1954 - 555 yards - George Cobb rebuilt the green to extend it to the left, adding several hole locations.  He also added a gallery mound on the back left of the green and rebuilt the three bunkers on the hole.  A new back tee was added and the Bermuda on the greens was replaced with a hybrid that was less grainy.

1968 - 555 yards - At the suggestion of Sarazen, Cobb filled in the cross bunker and added a new fairway bunker on the outside turn of the dogleg.  Cliff Roberts had drives recorded during the 1967 Masters, and after learning that most players laid up, he directed Cobb to realign the bunker to give more room and temptation on its left (the fairway here eventually shrunk to only 12 yards wide).

1999 - 575 yards - Ben Hogan urged the club to move the fairway bunker to the inside corner of the dogleg.  The bunker remained.  Rough and a new back tee were introduced after 1998.  Fazio relocated the bunker well to the right just over 300 yards from the tee, opening up a 40 yard avenue left of the bunker.
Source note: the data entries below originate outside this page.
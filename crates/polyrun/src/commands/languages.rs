//! Languages command: list the registered backends.

use super::build_registry;
use miette::{IntoDiagnostic, WrapErr};
use polyrun_runtime::{RuntimeRegistry, SandboxConfig};
use serde::Serialize;
use starbase::AppResult;

#[derive(Debug, Clone, PartialEq, Eq, Serialize)]
pub struct LanguageEntry {
    pub language: String,
    pub kind: String,
    pub loaded: bool,
}

/// Run the languages command
pub fn run_languages(config: &SandboxConfig, json: bool) -> AppResult {
    let registry = build_registry(config)?;
    let entries = language_entries(&registry);

    if json {
        let rendered = serde_json::to_string_pretty(&entries)
            .into_diagnostic()
            .wrap_err("Failed to serialize language list")?;
        println!("{}", rendered);
        return Ok(None);
    }

    println!("{:<12} {:<12}", "Language", "Backend");
    println!("{}", "-".repeat(24));
    for entry in &entries {
        println!("{:<12} {:<12}", entry.language, entry.kind);
    }
    Ok(None)
}

pub fn language_entries(registry: &RuntimeRegistry) -> Vec<LanguageEntry> {
    registry
        .supported_languages()
        .into_iter()
        .filter_map(|language| {
            registry.get_runtime(language).map(|runtime| LanguageEntry {
                language: language.to_string(),
                kind: runtime.kind().to_string(),
                loaded: runtime.is_loaded(),
            })
        })
        .collect()
}

#[cfg(test)]
mod tests {
    use super::*;
    use polyrun_runtime::config::CacheConfig;

    #[test]
    fn test_language_entries() {
        let temp = tempfile::tempdir().unwrap();
        let config = SandboxConfig {
            cache: CacheConfig {
                directory: Some(temp.path().to_path_buf()),
            },
            ..SandboxConfig::default()
        };
        let registry = RuntimeRegistry::from_config(&config).unwrap();

        let entries = language_entries(&registry);

        let names: Vec<_> = entries.iter().map(|e| e.language.as_str()).collect();
        assert_eq!(names, vec!["javascript", "python", "c", "cpp"]);
        assert_eq!(entries[0].kind, "dynamic");
        assert!(entries[0].loaded);
        assert_eq!(entries[3].kind, "compiled");
        assert!(!entries[3].loaded);
    }
}
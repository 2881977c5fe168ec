//! polyrun runtime crate
//!
//! Language backends behind the [`polyrun_core::CodeRunner`] contract and the
//! registry that owns them.
//!
//! | Language | Backend | Engine |
//! |---|---|---|
//! | `javascript` | [`JavaScriptRuntime`] | embedded QuickJS |
//! | `python` | [`PythonRuntime`] | CPython on wasmtime-wasi |
//! | `c`, `cpp` | [`CompiledRuntime`] | wasi-sdk clang + `polyrun-wasi` shim |
//!
//! ```rust,ignore
//! let registry = RuntimeRegistry::from_config(&SandboxConfig::default())?;
//! let runtime = registry.get_runtime("python").expect("supported");
//! runtime.load().await?;
//! let result = runtime.run("print(1 + 1)", None).await;
//! ```

pub mod compiled;
pub mod config;
pub mod error;
pub mod javascript;
pub mod loader;
pub mod python;
pub mod registry;

pub use compiled::{CompiledRuntime, Dialect, DialectView};
pub use config::SandboxConfig;
pub use error::{Result, RuntimeError};
pub use javascript::JavaScriptRuntime;
pub use loader::ModuleLoader;
pub use python::PythonRuntime;
pub use registry::{RegistryBuilder, RuntimeRegistry};
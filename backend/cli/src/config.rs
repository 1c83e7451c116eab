use std::collections::HashMap;
use std::path::PathBuf;
use std::time::Duration;

use anyhow::{Context, Result};
use clap::Args;
use pic2word_client::ClientConfig;

/// Flags shared by every subcommand. They override the environment.
#[derive(Debug, Clone, Default, Args)]
pub struct GlobalArgs {
    /// Base URL of the conversion API, e.g. http://localhost:8080/api [env: PIC2WORD_API_URL]
    #[arg(long, global = true)]
    pub api_url: Option<String>,

    /// Request timeout in seconds [env: PIC2WORD_TIMEOUT_SECS]
    #[arg(long, global = true)]
    pub timeout: Option<u64>,

    /// Log level used when RUST_LOG is unset
    #[arg(long, global = true, default_value = "info")]
    pub log_level: String,

    /// Emit logs as JSON lines
    #[arg(long, global = true)]
    pub json_logs: bool,

    /// Also write daily-rolling NDJSON logs into this directory
    #[arg(long, global = true)]
    pub log_dir: Option<PathBuf>,
}

/// Environment first, then command-line overrides.
pub fn resolve(args: &GlobalArgs) -> Result<ClientConfig> {
    resolve_with(args, &std::env::vars().collect())
}

fn resolve_with(args: &GlobalArgs, env: &HashMap<String, String>) -> Result<ClientConfig> {
    let mut config = ClientConfig::from_env_map(env).context("Failed to load configuration from environment")?;
    if let Some(api_url) = &args.api_url {
        config = config.with_base_url(api_url.as_str());
    }
    if let Some(secs) = args.timeout {
        config = config.with_timeout(Duration::from_secs(secs));
    }
    Ok(config)
}

#[cfg(test)]
mod tests {
    use super::*;

    #[test]
    fn flags_override_environment() {
        let env: HashMap<String, String> = [
            ("PIC2WORD_API_URL".to_string(), "http://from-env/api".to_string()),
            ("PIC2WORD_TIMEOUT_SECS".to_string(), "30".to_string()),
        ]
        .into_iter()
        .collect();
        let args = GlobalArgs {
            api_url: Some("http://from-flag:9000/api/".into()),
            timeout: Some(120),
            ..Default::default()
        };
        let config = resolve_with(&args, &env).unwrap();
        assert_eq!(config.base_url, "http://from-flag:9000/api");
        assert_eq!(config.timeout, Duration::from_secs(120));
    }

    #[test]
    fn environment_used_without_flags() {
        let env: HashMap<String, String> =
            [("PIC2WORD_API_URL".to_string(), "http://from-env/api".to_string())].into_iter().collect();
        let config = resolve_with(&GlobalArgs::default(), &env).unwrap();
        assert_eq!(config.base_url, "http://from-env/api");
        assert_eq!(config.timeout, Duration::from_secs(60));
    }

    #[test]
    fn bad_env_timeout_is_reported() {
        let env: HashMap<String, String> =
            [("PIC2WORD_TIMEOUT_SECS".to_string(), "abc".to_string())].into_iter().collect();
        assert!(resolve_with(&GlobalArgs::default(), &env).is_err());
    }
}
//! Client for the pic2word conversion backend.
//!
//! ```no_run
//! # async fn run() -> Result<(), pic2word_client::ConvertError> {
//! use pic2word_client::{ClientConfig, ConversionClient, ConversionRequest, ConvertOptions, ImageUpload};
//!
//! let client = ConversionClient::new(ClientConfig::new("http://localhost:8080/api"))?;
//! let image = ImageUpload::new(std::fs::read("scan.png").unwrap(), "scan.png");
//! let document = client
//!     .convert_image_to_word(ConversionRequest::new(image, ConvertOptions::new("docx", "en")))
//!     .await?;
//! std::fs::write("scan.docx", &document.bytes).unwrap();
//! # Ok(())
//! # }
//! ```

pub mod client;

pub use client::{ConversionClient, CONVERT_PATH, FORMATS_PATH, HEALTH_PATH, LANGUAGES_PATH};
pub use pic2word_config::ClientConfig;
pub use pic2word_core::{
    ConversionApi, ConversionRequest, ConversionResult, ConvertError, ConvertOptions,
    FormatDescriptor, HealthStatus, ImageUpload, LanguageDescriptor, DEFAULT_FORMAT,
    DEFAULT_LANGUAGE,
};

/// Test utilities shared across modules.
#[cfg(test)]
pub(crate) mod test_utils {
    use std::time::Duration;

    use wiremock::MockServer;

    use crate::{ClientConfig, ConversionClient};

    /// Create a client pointed at `<mock server>/api`, the way the backend
    /// mounts its routes.
    pub fn setup_mock_client(server: &MockServer) -> ConversionClient {
        setup_mock_client_with_timeout(server, Duration::from_secs(5))
    }

    pub fn setup_mock_client_with_timeout(server: &MockServer, timeout: Duration) -> ConversionClient {
        let config = ClientConfig::new(format!("{}/api", server.uri())).with_timeout(timeout);
        ConversionClient::new(config).expect("should build client")
    }
}
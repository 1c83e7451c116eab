//! `pic2word-config` — configuration for the conversion backend client.
//!
//! Provides:
//! - Typed `ClientConfig` with defaults matching the backend's expectations
//! - Environment loading (`PIC2WORD_API_URL`, `PIC2WORD_TIMEOUT_SECS`)
//! - Validation with errors and warnings

pub mod defaults;
pub mod env;
pub mod schema;
pub mod validation;

pub use defaults::{DEFAULT_CONTENT_TYPE, DEFAULT_TIMEOUT};
pub use env::{EnvConfigError, API_URL_VAR, LEGACY_API_URL_VAR, TIMEOUT_VAR};
pub use schema::ClientConfig;
pub use validation::{validate, ConfigValidationError, ValidationReport};
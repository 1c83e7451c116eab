use async_trait::async_trait;
use serde_json::Value;

use crate::error::ConvertError;
use crate::types::{ConversionRequest, ConversionResult, HealthStatus};

/// Client-side contract of the image-to-document backend.
///
/// Each call is one independent request/response exchange. Implementations
/// must not keep mutable state between calls.
#[async_trait]
pub trait ConversionApi: Send + Sync {
    /// Upload an image and receive the converted document bytes.
    async fn convert_image_to_word(
        &self,
        request: ConversionRequest,
    ) -> Result<ConversionResult, ConvertError>;

    /// Raw `/formats` payload, unmodified.
    async fn get_supported_formats(&self) -> Result<Value, ConvertError>;

    /// Raw `/languages` payload, unmodified.
    async fn get_supported_languages(&self) -> Result<Value, ConvertError>;

    async fn health(&self) -> Result<HealthStatus, ConvertError>;
}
Here is Dan Wexler's write-up:

"The par-5 second has grown 50 yards in 75 years, with the tee initially being moved back during the World War II era, then back and right in 1977, and ultimately even further back in 1999. However, the degree to which the hole has changed greatly exceeds simple size. Always a sharply downhill dogleg left that afforded the better player an opportunity to get home in two, it initially featured a near-L-shaped green bending left-to-right around a single deep bunker. This configuration naturally favored a second shot played from the far left side of the fairway an area made harder to access off the tee by Jones and MacKenzie’s placement of a vast, left-side carry bunker, and by the tree-lined turn of the dogleg.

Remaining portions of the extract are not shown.